Buck doesn't have a lot of irony," Malkovich said of the marginally desperate performer trying for a comeback, "so I think he's less deluded about whether people like him than he is deluded about how many people there may be that like him. His view of the world is he thinks everyone wants a signed headshot."

Through the good grace of the amiable McGinley I was able to watch the scene where Troy's dad gets to meet the man who for whom his son has dropped out of law school. As Malkovich says, "He came in with a lot of energy and had a very deliberate father feel--which I [recognized] even from my own father."

Malkovich's mellow wit seemed to make for a relaxed set. He's got an old pro's manner now, he says, though it wasn't always so: In the old days he'd listen to his own instincts first of all and drive scenes ": Wherever the mood struck me-- if they wanted something big, I was probably prone to do it small and if they wanted something small, I was probably prone to do it grandly.

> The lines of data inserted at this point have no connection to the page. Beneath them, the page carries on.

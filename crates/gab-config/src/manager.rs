//! Named ini stores shared across the process.

use std::collections::HashMap;
use std::path::{Path, PathBuf};

use tracing::{error, info, warn};

use crate::ConfigError;
use crate::ini::IniFile;
use crate::template::{Prompter, merge_template};

/// Registry of loaded ini stores, keyed by lowercase name.
///
/// `<name>.ini` files live under `root` (optionally in sub-folders), and
/// templates under `root/<templates>`.
#[derive(Debug)]
pub struct ConfigStores {
    root: PathBuf,
    templates: String,
    stores: HashMap<String, IniFile>,
}

impl ConfigStores {
    pub fn new(root: impl Into<PathBuf>) -> Self {
        Self::with_templates(root, "templates")
    }

    pub fn with_templates(root: impl Into<PathBuf>, templates: impl Into<String>) -> Self {
        Self {
            root: root.into(),
            templates: templates.into(),
            stores: HashMap::new(),
        }
    }

    pub fn root(&self) -> &Path {
        &self.root
    }

    fn file_path(&self, name: &str, subfolders: &[&str]) -> PathBuf {
        let mut path = self.root.clone();
        path.extend(subfolders);
        path.push(format!("{name}.ini"));
        path
    }

    /// Load `<name>.ini` and make it available under `name`.
    /// Returns `false` if the file could not be read.
    pub fn load(&mut self, name: &str, subfolders: &[&str]) -> bool {
        let name = name.to_lowercase();
        let path = self.file_path(&name, subfolders);
        match IniFile::open(&path) {
            Ok(ini) => {
                info!(store = %name, path = %path.display(), "Ini store loaded");
                self.stores.insert(name, ini);
                true
            }
            Err(e) => {
                warn!(store = %name, path = %path.display(), "Failed to load ini store: {e}");
                false
            }
        }
    }

    pub fn loaded(&self, name: &str) -> bool {
        self.stores.contains_key(&name.to_lowercase())
    }

    pub fn names(&self) -> impl Iterator<Item = &str> {
        self.stores.keys().map(String::as_str)
    }

    pub fn get(&self, name: &str) -> Option<&IniFile> {
        self.stores.get(&name.to_lowercase())
    }

    pub fn get_mut(&mut self, name: &str) -> Option<&mut IniFile> {
        self.stores.get_mut(&name.to_lowercase())
    }

    /// Drop a store, saving it first if asked. Returns `false` if it was not
    /// loaded, or if the requested save failed (the store then stays loaded).
    pub fn unload(&mut self, name: &str, save: bool) -> bool {
        let name = name.to_lowercase();
        let Some(ini) = self.stores.get(&name) else {
            return false;
        };
        if save {
            if let Err(e) = ini.save() {
                error!(store = %name, "Failed to save ini store before unloading: {e}");
                return false;
            }
        }
        self.stores.remove(&name);
        info!(store = %name, "Ini store unloaded");
        true
    }

    /// Save store `name` under `<new_name>.ini` in the same folder and
    /// register it under the new name.
    pub fn rename(&mut self, name: &str, new_name: &str) -> Result<(), ConfigError> {
        let name = name.to_lowercase();
        let new_name = new_name.to_lowercase();
        let mut ini = self
            .stores
            .remove(&name)
            .ok_or_else(|| ConfigError::NotLoaded(name.clone()))?;
        let new_path = ini.path().with_file_name(format!("{new_name}.ini"));
        ini.set_path(new_path);
        let saved = ini.save();
        self.stores.insert(new_name, ini);
        saved
    }

    /// Re-read one store from disk.
    pub fn read(&mut self, name: &str) -> Result<(), ConfigError> {
        self.get_mut(name)
            .ok_or_else(|| ConfigError::NotLoaded(name.to_lowercase()))?
            .read()
    }

    /// Re-read every loaded store. Returns how many were read.
    pub fn readall(&mut self) -> Result<usize, ConfigError> {
        for ini in self.stores.values_mut() {
            ini.read()?;
        }
        Ok(self.stores.len())
    }

    /// Save every loaded store. Returns how many were saved.
    pub fn saveall(&self) -> Result<usize, ConfigError> {
        for ini in self.stores.values() {
            ini.save()?;
        }
        Ok(self.stores.len())
    }

    /// `false` when the store is not loaded.
    pub fn has_entry(&self, name: &str, section: &str, key: &str, entry: &str) -> bool {
        self.get(name)
            .is_some_and(|ini| ini.has_entry(section, key, entry))
    }

    /// `Ok(false)` when the store is not loaded or the entry exists.
    pub fn add_entry(&mut self, name: &str, section: &str, key: &str, entry: &str) -> Result<bool, ConfigError> {
        match self.get_mut(name) {
            Some(ini) => ini.add_entry(section, key, entry),
            None => Ok(false),
        }
    }

    /// `Ok(false)` when the store is not loaded or the entry is missing.
    pub fn del_entry(&mut self, name: &str, section: &str, key: &str, entry: &str) -> Result<bool, ConfigError> {
        match self.get_mut(name) {
            Some(ini) => ini.del_entry(section, key, entry),
            None => Ok(false),
        }
    }

    /// `Ok(false)` when the store is not loaded.
    pub fn set_entry(&mut self, name: &str, section: &str, key: &str, entry: &str) -> Result<bool, ConfigError> {
        match self.get_mut(name) {
            Some(ini) => ini.set_entry(section, key, entry),
            None => Ok(false),
        }
    }

    /// Read the template for `name` from the templates folder.
    pub fn template(&self, name: &str) -> Result<IniFile, ConfigError> {
        IniFile::open(self.file_path(&name.to_lowercase(), &[self.templates.as_str()]))
    }

    /// Fill store `name`'s missing keys from `template` and save it.
    /// Returns how many keys were filled.
    pub fn merge_template(
        &mut self,
        name: &str,
        template: &IniFile,
        prompter: &mut dyn Prompter,
    ) -> Result<usize, ConfigError> {
        let ini = self
            .get_mut(name)
            .ok_or_else(|| ConfigError::NotLoaded(name.to_lowercase()))?;
        let filled = merge_template(ini, template, prompter);
        if filled > 0 {
            ini.save()?;
        }
        Ok(filled)
    }
}
impl From<Option<Option<String>>> for Target {
    fn from(flag: Option<Option<String>>) -> Self {
        match flag {
            None => Self::Nothing,
            Some(None) => Self::All,
            Some(Some(name)) => Self::Named(name),
        }
    }
}

#[derive(Debug)]
struct Request {
    ini: Target,
    plugin: Target,
}

/// Parse command arguments, lowercased. `Ok(None)` means a stray
/// positional was given.
fn parse_request(args: &str) -> Result<Option<Request>, clap::Error> {
    let lowered = args.to_lowercase();
    let parsed = LoadArgs::try_parse_from(
        std::iter::once("load").chain(lowered.split_whitespace()),
    )?;
    if parsed.extra.is_some() {
        return Ok(None);
    }
    let mut request = Request {
        ini: parsed.ini.into(),
        plugin: parsed.plugin.into(),
    };
    if parsed.all {
        if request.ini == Target::Nothing {
            request.ini = Target::All;
        }
        if request.plugin == Target::Nothing {
            request.plugin = Target::All;
        }
    }
    Ok(Some(request))
}

fn usage(summary: &str, prog: &'static str) -> String {
    let mut command = LoadArgs::command().name(prog);
    format!("{summary}\n{}", command.render_help())
}

/// Parse `args` or tell the user what went wrong.
fn request_or_reply(user: &str, args: &str, env: &CommandEnv<'_>) -> Option<Request> {
    match parse_request(args) {
        Ok(Some(request)) => Some(request),
        Ok(None) => {
            env.error(user, USE_ONE_ARGUMENT);
            None
        }
        Err(e) => {
            env.error(user, e.render().to_string());
            None
        }
    }
}

fn report_load_failure(user: &str, name: &str, e: &PluginError, env: &CommandEnv<'_>) {
    match e {
        PluginError::NotFound(_) => {
            env.error(user, format!("The plugin \"{name}\" could not be found."));
        }
        other => {
            error!(plugin = name, "Plugin failed to load: {other}");
            env.error(
                user,
                format!("There was an error loading the plugin ({name}). The details have been logged."),
            );
        }
    }
}

/// Plugins named in `config.ini` under `[system] plugins`.
pub fn configured_plugins(stores: &ConfigStores) -> Vec<String> {
    stores
        .get("config")
        .and_then(|config| config.get("system", "plugins"))
        .map(|plugins| {
            plugins
                .iter()
                .flat_map(|entry| entry.split_whitespace())
                .map(str::to_lowercase)
                .collect()
        })
        .unwrap_or_default()
}

/// Rank of `user` from `roster.ini` `[ranks]`; `user` when unlisted.
pub fn rank_of(stores: &ConfigStores, user: &str) -> Rank {
    stores
        .get("roster")
        .and_then(|roster| roster.first("ranks", &user.to_lowercase()))
        .and_then(|rank| rank.parse().ok())
        .unwrap_or_default()
}

// ──────────────────── reload ────────────────────

pub struct Reload {
    help: String,
}

impl Reload {
    pub fn new() -> Self {
        Self {
            help: usage("Reload parts of the bot.", "!reload"),
        }
    }
}

impl Default for Reload {
    fn default() -> Self {
        Self::new()
    }
}

impl Command for Reload {
    fn name(&self) -> &str {
        "reload"
    }

    fn rank(&self) -> Rank {
        Rank::Admin
    }

    fn help(&self) -> &str {
        &self.help
    }

    fn run(&self, user: &str, args: &str, env: &mut CommandEnv<'_>) -> anyhow::Result<()> {
        let Some(request) = request_or_reply(user, args, env) else {
            return Ok(());
        };

        match &request.ini {
            Target::Nothing => {}
            Target::All => match env.stores.readall() {
                Ok(_) => {
                    env.reply(user, "I have read all ini's");
                }
                Err(e) => {
                    error!("Failed to re-read ini stores: {e}");
                    env.error(user, format!("I couldn't read every ini: {e}"));
                }
            },
            Target::Named(name) => match env.stores.read(name) {
                Ok(()) => {
                    env.reply(user, format!("I have read the ini ({name})"));
                }
                Err(e) => {
                    env.error(user, format!("I can't read the ini ({name}): {e}"));
                }
            },
        }

        let targets = match &request.plugin {
            Target::Nothing => return Ok(()),
            Target::All => configured_plugins(env.stores),
            Target::Named(name) => vec![name.clone()],
        };
        let mut loaded = Vec::new();
        for name in targets {
            match env.plugins.load_plugin(&name) {
                Ok(()) => loaded.push(name),
                Err(e) => report_load_failure(user, &name, &e, env),
            }
        }
        if loaded.is_empty() {
            loaded.push("None to be refreshed.".to_string());
        }
        info!(user, plugins = ?loaded, "Plugins reloaded");
        env.reply(user, format!("Plugins reloaded: {}", loaded.join(" ")));
        Ok(())
    }
}

// ──────────────────── load ────────────────────

pub struct Load {
    help: String,
}

impl Load {
    pub fn new() -> Self {
        Self {
            help: usage("Load parts of the bot.", "!load"),
        }
    }
}

impl Default for Load {
    fn default() -> Self {
        Self::new()
    }
}

impl Command for Load {
    fn name(&self) -> &str {
        "load"
    }

    fn rank(&self) -> Rank {
        Rank::Admin
    }

    fn help(&self) -> &str {
        &self.help
    }

    fn run(&self, user: &str, args: &str, env: &mut CommandEnv<'_>) -> anyhow::Result<()> {
        let Some(request) = request_or_reply(user, args, env) else {
            return Ok(());
        };

        match &request.ini {
            Target::Nothing => {}
            Target::All => {
                env.error(user, "You must pass the name of an ini to load.");
            }
            Target::Named(name) => {
                if env.stores.load(name, &[]) {
                    env.reply(user, format!("I have successfully loaded the ini ({name})"));
                } else {
                    env.reply(user, format!("I can't load the ini ({name})"));
                }
            }
        }

        match &request.plugin {
            Target::Nothing => {}
            Target::All => {
                env.error(user, "You must pass the name of a plugin to load.");
            }
            Target::Named(name) if env.plugins.is_loaded(name) => {
                env.error(
                    user,
                    "This plugin has already been loaded. To update it please use '!reload -p'",
                );
            }
            Target::Named(name) => match env.plugins.load_plugin(name) {
                Ok(()) => {
                    env.reply(user, format!("Plugin ({name}) successfully loaded."));
                }
                Err(e) => report_load_failure(user, name, &e, env),
            },
        }
        Ok(())
    }
}

// ──────────────────── unload ────────────────────

pub struct Unload {
    help: String,
}

impl Unload {
    pub fn new() -> Self {
        Self {
            help: usage("Unload parts of the bot.", "!unload"),
        }
    }
}

impl Default for Unload {
    fn default() -> Self {
        Self::new()
    }
}

impl Command for Unload {
    fn name(&self) -> &str {
        "unload"
    }

    fn rank(&self) -> Rank {
        Rank::Admin
    }

    fn help(&self) -> &str {
        &self.help
    }

    fn run(&self, user: &str, args: &str, env: &mut CommandEnv<'_>) -> anyhow::Result<()> {
        let Some(request) = request_or_reply(user, args, env) else {
            return Ok(());
        };

        match &request.ini {
            Target::Nothing => {}
            Target::All => {
                env.error(user, "You must pass the name of an ini to unload.");
            }
            Target::Named(name) => {
                if env.stores.unload(name, false) {
                    env.reply(user, format!("I have successfully unloaded the ini ({name})"));
                } else {
                    env.reply(user, format!("I can't unload the ini ({name})"));
                }
            }
        }

        match &request.plugin {
            Target::Nothing => {}
            Target::All => {
                env.error(user, "You must pass the name of a plugin to unload.");
            }
            Target::Named(name) => {
                if !env.plugins.is_loaded(name) {
                    env.error(
                        user,
                        format!("Plugin ({name}) hasn't been loaded or was spelled wrong."),
                    );
                    return Ok(());
                }
                if env.plugins.plugin_path(name).is_none() {
                    env.error(
                        user,
                        "I have that plugin loaded but I can't find the file to unload it.",
                    );
                    return Ok(());
                }
                env.plugins.unload_plugin(name)?;
                env.reply(user, format!("Unloaded plugin ({name})"));
            }
        }
        Ok(())
    }
}

// ──────────────────── plugin ────────────────────

/// Mounts the three administrative commands.
#[derive(Debug, Default)]
pub struct AdminPlugin;

impl Plugin for AdminPlugin {
    fn mount(&mut self, mount: &mut Mount<'_>) -> anyhow::Result<()> {
        mount
            .command(Reload::new())
            .command(Load::new())
            .command(Unload::new());
        Ok(())
    }
}

/// Catalog entry for [`AdminPlugin`].
pub fn registration() -> PluginRegistration {
    PluginRegistration::new(PLUGIN_NAME, PathBuf::from(file!()), || {
        Ok(Box::new(AdminPlugin) as Box<dyn Plugin>)
    })
}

In a scene opposite Blunt where he make sit clear "Buck hates women in a fairly profound way because they have tendency to take the attention away from him...it was a nice scene--we were having a competition because through every line of hers, I as saying `I' or using some personal pronoun. And it just got louder and louder. [Blunt] is so mature, adorable not nervous or intimidated, I was very impressed--and we laughed ourselves sick."

The seasoned actor praises Colin's skills in a role where much of the time is spent reacting. And points out, "The film is called The Great Buck Howard, but it's really about
Troy...yes, in a certain way, he's the kind of moth to Buck's flame. But the story's about the moth."

The endlessly humble Colin was grateful to find not only a professional study in Malkovich but "One of the most charming, funny men I've ever met. I'm happy to be the straight man to John's Buck."


Colin also thinks the guy playing his dad has a future: "l think for him, it was just a chance to forever capture on film him berating one of his kids...that, 'I'm not mad. I'm just disappointed' thing, which is the worst. But yeah, it was good. We needed some guy to hit that beat pretty hard and he...he hit it. That's for sure."


Both these pictures seem to typify what director Gilmore has pointed out about the 2008 festival's relative levity. It doesn't take much reminding of strikes, wars, and looming recession to feel like that's a break we can welcome.